_Stored items_.
....
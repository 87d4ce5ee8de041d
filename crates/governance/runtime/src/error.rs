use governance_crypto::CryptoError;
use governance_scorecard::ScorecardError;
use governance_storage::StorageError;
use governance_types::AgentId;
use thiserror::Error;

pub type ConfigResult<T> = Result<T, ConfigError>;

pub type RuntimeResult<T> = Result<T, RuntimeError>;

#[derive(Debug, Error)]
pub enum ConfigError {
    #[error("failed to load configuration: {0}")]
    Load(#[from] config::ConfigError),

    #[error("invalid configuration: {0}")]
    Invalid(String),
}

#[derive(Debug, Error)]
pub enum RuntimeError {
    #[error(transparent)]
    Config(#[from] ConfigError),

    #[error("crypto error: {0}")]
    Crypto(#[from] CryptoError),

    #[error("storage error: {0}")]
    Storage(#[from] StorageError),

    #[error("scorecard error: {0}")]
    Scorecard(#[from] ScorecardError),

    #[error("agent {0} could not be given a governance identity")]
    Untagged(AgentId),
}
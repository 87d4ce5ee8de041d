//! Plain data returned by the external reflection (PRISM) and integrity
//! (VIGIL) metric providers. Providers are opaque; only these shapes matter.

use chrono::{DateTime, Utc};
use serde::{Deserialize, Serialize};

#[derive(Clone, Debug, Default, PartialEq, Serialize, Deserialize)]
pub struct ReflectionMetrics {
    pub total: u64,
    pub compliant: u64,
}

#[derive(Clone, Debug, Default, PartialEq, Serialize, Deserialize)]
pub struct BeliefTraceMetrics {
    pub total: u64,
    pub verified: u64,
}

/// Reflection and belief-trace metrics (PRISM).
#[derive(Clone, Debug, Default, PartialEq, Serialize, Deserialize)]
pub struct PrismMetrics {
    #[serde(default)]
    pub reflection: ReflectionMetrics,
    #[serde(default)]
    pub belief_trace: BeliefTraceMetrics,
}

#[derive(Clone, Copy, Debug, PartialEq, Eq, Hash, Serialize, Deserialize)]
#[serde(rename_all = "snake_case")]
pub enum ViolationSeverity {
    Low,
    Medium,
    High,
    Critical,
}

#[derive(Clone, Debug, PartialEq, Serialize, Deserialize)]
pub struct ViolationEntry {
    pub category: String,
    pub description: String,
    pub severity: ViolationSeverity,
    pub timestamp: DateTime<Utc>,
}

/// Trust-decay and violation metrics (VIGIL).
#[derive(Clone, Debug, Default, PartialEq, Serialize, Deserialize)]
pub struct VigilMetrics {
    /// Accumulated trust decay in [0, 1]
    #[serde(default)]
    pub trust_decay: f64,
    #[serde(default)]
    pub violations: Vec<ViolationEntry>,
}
....
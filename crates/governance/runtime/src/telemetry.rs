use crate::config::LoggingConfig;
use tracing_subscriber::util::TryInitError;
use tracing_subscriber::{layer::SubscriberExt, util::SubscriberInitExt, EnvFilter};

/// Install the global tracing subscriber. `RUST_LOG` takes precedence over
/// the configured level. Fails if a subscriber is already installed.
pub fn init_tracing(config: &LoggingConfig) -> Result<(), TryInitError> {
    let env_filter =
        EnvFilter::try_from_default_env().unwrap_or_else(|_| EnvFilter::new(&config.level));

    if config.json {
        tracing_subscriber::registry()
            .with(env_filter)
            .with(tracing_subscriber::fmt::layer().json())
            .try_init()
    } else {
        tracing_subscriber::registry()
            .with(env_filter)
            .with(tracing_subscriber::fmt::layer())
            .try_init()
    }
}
....
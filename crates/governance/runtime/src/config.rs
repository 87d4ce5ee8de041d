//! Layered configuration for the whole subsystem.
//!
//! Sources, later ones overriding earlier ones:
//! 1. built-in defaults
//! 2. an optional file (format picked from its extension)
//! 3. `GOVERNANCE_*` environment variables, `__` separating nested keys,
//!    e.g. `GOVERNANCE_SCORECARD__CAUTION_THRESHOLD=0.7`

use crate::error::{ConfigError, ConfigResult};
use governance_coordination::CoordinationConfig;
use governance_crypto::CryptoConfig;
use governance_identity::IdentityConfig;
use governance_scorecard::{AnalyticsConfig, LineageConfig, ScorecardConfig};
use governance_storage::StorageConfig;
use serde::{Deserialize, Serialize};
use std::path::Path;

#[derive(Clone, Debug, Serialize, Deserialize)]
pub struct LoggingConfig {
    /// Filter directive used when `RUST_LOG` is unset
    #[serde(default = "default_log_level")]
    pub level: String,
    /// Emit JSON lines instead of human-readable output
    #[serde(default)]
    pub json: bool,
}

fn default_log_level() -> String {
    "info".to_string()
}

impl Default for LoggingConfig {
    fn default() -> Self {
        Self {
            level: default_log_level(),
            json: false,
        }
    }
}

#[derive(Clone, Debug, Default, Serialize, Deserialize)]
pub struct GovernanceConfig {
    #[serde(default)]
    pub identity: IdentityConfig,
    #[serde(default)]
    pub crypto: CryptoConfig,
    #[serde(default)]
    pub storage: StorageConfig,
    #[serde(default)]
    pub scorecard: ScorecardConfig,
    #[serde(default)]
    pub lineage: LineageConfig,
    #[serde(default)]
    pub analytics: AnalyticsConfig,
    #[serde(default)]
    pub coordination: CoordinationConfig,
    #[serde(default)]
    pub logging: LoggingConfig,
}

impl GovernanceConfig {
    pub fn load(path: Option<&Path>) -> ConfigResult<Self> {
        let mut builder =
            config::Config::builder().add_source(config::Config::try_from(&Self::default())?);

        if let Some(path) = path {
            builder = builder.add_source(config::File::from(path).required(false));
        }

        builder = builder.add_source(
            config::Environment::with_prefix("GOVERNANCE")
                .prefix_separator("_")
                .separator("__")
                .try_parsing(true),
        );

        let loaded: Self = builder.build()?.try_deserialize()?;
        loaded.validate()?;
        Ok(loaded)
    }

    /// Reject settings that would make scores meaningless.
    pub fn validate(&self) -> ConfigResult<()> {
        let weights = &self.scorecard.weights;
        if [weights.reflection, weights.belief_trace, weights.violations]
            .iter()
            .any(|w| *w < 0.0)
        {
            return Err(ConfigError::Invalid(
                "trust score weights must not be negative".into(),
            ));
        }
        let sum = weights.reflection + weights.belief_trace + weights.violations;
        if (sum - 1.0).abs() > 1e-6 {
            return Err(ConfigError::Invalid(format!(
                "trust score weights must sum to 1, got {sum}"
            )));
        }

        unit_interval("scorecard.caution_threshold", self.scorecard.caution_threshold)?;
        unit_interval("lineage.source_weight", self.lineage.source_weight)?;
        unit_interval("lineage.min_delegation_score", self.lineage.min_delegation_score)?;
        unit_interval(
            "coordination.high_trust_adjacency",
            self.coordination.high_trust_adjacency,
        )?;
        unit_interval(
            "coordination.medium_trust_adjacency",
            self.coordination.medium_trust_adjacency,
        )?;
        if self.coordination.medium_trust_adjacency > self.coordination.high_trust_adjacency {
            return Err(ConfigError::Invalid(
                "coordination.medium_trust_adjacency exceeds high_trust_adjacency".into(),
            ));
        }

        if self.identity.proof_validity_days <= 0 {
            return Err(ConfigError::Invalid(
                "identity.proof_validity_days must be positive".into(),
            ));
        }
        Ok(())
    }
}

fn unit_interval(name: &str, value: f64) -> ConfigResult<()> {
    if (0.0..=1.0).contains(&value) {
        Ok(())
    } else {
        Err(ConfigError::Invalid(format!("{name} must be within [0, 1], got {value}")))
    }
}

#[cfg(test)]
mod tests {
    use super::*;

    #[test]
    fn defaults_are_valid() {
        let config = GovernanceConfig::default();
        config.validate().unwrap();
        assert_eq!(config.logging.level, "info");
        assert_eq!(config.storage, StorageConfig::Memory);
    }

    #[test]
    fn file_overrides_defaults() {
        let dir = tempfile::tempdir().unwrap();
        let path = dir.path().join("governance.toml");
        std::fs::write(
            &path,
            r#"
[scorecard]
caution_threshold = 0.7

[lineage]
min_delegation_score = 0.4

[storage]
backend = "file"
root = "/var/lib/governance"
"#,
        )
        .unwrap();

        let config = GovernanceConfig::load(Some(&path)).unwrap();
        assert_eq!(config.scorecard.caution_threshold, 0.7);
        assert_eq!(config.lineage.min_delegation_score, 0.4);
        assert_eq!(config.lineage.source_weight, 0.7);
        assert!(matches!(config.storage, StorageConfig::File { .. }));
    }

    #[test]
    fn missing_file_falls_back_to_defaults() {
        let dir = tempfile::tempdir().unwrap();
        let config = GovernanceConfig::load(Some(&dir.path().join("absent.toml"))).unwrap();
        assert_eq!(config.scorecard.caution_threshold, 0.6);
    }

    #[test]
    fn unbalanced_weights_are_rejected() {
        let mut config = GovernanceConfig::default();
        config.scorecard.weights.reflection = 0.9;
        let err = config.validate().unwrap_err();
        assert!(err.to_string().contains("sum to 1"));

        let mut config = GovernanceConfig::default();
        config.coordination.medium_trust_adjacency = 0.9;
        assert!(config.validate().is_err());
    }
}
....
_WORK INSTRUCTIONS_. Copy whichever lines above contain the string "LineageConfig".

_RESULT FOR THIS EXERCISE_.
use governance_scorecard::{AnalyticsConfig, LineageConfig, ScorecardConfig};
    pub lineage: LineageConfig,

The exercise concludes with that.